● Stored data:
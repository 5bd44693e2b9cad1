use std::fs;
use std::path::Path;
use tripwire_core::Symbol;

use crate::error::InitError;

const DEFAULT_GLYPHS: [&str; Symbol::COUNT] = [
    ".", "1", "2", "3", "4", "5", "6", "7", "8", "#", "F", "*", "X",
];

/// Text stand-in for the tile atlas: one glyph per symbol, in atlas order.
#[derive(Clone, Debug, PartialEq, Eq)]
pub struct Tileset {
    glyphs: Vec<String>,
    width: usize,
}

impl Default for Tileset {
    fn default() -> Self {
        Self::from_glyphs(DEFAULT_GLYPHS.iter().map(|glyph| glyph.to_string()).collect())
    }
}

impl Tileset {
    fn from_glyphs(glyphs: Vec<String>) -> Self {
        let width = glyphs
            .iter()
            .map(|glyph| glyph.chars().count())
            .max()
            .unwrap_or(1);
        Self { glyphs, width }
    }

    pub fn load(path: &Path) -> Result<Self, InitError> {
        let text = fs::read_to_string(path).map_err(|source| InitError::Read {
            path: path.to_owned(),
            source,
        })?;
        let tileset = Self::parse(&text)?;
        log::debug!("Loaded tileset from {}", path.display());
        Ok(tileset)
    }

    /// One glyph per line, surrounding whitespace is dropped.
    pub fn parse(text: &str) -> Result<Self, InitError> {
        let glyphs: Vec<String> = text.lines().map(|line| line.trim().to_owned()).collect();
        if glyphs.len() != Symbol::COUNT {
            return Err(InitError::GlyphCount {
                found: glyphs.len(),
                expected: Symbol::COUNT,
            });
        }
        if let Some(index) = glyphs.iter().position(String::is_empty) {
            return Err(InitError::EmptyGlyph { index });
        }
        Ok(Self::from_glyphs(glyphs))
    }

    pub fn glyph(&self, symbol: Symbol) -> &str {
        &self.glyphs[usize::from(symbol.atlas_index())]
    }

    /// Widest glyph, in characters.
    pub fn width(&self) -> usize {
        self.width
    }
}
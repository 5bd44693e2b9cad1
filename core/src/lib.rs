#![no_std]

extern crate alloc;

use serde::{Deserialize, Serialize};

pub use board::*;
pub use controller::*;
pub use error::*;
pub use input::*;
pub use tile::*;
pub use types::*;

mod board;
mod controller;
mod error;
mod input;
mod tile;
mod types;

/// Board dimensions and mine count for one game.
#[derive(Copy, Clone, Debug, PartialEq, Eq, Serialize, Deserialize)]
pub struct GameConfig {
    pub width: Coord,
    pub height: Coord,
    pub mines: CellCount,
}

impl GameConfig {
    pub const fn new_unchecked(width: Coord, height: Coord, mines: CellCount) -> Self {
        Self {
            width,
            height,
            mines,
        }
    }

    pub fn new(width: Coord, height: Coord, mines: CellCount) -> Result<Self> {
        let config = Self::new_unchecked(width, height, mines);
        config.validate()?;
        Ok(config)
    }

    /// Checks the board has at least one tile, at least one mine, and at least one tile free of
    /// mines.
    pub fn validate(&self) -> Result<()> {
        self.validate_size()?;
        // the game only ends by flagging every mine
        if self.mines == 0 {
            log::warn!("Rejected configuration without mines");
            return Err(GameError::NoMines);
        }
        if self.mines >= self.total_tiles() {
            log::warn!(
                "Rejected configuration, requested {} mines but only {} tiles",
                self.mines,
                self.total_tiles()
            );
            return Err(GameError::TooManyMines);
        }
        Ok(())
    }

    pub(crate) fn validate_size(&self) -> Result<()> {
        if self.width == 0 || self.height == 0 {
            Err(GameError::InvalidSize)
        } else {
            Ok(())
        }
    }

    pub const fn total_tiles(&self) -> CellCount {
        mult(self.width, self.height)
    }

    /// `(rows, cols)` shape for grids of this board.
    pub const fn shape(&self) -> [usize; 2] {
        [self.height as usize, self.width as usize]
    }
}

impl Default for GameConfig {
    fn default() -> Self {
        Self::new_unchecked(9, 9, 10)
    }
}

● How to complete this task: Transcribe the lines above between the line holding "use std::fs;" and the line holding "pub fn parse(text: &str)", inclusive, exactly as they stand and with nothing added.

● The completed task:
use std::fs;
use std::path::Path;
use tripwire_core::Symbol;

use crate::error::InitError;

const DEFAULT_GLYPHS: [&str; Symbol::COUNT] = [
    ".", "1", "2", "3", "4", "5", "6", "7", "8", "#", "F", "*", "X",
];

/// Text stand-in for the tile atlas: one glyph per symbol, in atlas order.
#[derive(Clone, Debug, PartialEq, Eq)]
pub struct Tileset {
    glyphs: Vec<String>,
    width: usize,
}

impl Default for Tileset {
    fn default() -> Self {
        Self::from_glyphs(DEFAULT_GLYPHS.iter().map(|glyph| glyph.to_string()).collect())
    }
}

impl Tileset {
    fn from_glyphs(glyphs: Vec<String>) -> Self {
        let width = glyphs
            .iter()
            .map(|glyph| glyph.chars().count())
            .max()
            .unwrap_or(1);
        Self { glyphs, width }
    }

    pub fn load(path: &Path) -> Result<Self, InitError> {
        let text = fs::read_to_string(path).map_err(|source| InitError::Read {
            path: path.to_owned(),
            source,
        })?;
        let tileset = Self::parse(&text)?;
        log::debug!("Loaded tileset from {}", path.display());
        Ok(tileset)
    }

    /// One glyph per line, surrounding whitespace is dropped.
    pub fn parse(text: &str) -> Result<Self, InitError> {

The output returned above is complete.